Required work: Write each line again exactly as it is, from the opening line of the records below through the one containing "pub fn new()", and add nothing.

##### Data records #####

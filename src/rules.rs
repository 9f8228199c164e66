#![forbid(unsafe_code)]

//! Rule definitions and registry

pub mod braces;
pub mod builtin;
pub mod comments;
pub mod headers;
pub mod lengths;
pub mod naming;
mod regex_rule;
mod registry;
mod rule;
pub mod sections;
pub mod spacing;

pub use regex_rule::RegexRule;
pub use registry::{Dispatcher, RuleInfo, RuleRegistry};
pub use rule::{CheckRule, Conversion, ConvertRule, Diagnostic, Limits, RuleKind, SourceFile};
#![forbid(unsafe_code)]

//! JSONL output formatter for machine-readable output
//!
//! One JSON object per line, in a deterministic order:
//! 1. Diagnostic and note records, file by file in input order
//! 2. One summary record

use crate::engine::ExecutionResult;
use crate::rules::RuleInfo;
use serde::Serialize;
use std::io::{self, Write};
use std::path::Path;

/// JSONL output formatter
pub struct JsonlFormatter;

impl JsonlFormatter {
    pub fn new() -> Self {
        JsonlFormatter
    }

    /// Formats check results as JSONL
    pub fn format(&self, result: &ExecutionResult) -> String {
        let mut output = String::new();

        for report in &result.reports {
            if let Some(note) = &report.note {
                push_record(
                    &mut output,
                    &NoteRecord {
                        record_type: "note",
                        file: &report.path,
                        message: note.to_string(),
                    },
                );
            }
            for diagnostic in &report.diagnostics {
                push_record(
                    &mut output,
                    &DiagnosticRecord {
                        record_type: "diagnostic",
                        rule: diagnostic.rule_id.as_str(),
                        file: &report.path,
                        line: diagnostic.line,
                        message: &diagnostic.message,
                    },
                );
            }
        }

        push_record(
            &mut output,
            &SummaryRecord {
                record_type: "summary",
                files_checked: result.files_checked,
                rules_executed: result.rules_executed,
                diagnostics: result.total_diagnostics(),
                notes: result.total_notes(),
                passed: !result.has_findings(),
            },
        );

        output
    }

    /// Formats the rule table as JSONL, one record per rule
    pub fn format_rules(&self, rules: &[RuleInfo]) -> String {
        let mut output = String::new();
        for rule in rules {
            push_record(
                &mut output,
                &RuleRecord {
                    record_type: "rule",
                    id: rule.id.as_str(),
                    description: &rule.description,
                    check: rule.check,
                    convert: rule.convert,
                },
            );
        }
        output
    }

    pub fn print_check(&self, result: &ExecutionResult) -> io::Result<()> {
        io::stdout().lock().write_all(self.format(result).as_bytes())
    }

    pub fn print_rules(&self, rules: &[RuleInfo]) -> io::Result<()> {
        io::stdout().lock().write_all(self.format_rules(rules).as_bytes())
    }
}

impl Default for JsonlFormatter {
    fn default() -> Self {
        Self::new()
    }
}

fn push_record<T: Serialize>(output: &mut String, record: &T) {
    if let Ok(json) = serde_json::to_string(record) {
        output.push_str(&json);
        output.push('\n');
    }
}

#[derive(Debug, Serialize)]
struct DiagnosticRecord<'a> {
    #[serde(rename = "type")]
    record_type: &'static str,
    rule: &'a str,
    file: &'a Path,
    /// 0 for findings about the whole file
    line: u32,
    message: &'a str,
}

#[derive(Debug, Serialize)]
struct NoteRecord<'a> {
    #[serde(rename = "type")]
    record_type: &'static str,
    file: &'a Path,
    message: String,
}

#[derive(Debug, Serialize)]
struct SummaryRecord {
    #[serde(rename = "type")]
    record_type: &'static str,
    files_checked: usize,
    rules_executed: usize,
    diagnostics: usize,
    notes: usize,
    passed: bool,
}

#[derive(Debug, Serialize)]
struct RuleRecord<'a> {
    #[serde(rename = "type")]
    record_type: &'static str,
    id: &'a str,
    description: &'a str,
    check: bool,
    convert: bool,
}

#####

Output of the exercise:
filename src/rules.rs
repository 9f8228199c164e66
#![forbid(unsafe_code)]

//! Rule definitions and registry

pub mod braces;
pub mod builtin;
pub mod comments;
pub mod headers;
pub mod lengths;
pub mod naming;
mod regex_rule;
mod registry;
mod rule;
pub mod sections;
pub mod spacing;

pub use regex_rule::RegexRule;
pub use registry::{Dispatcher, RuleInfo, RuleRegistry};
pub use rule::{CheckRule, Conversion, ConvertRule, Diagnostic, Limits, RuleKind, SourceFile};
#![forbid(unsafe_code)]

//! JSONL output formatter for machine-readable output
//!
//! One JSON object per line, in a deterministic order:
//! 1. Diagnostic and note records, file by file in input order
//! 2. One summary record

use crate::engine::ExecutionResult;
use crate::rules::RuleInfo;
use serde::Serialize;
use std::io::{self, Write};
use std::path::Path;

/// JSONL output formatter
pub struct JsonlFormatter;

impl JsonlFormatter {
    pub fn new() -> Self {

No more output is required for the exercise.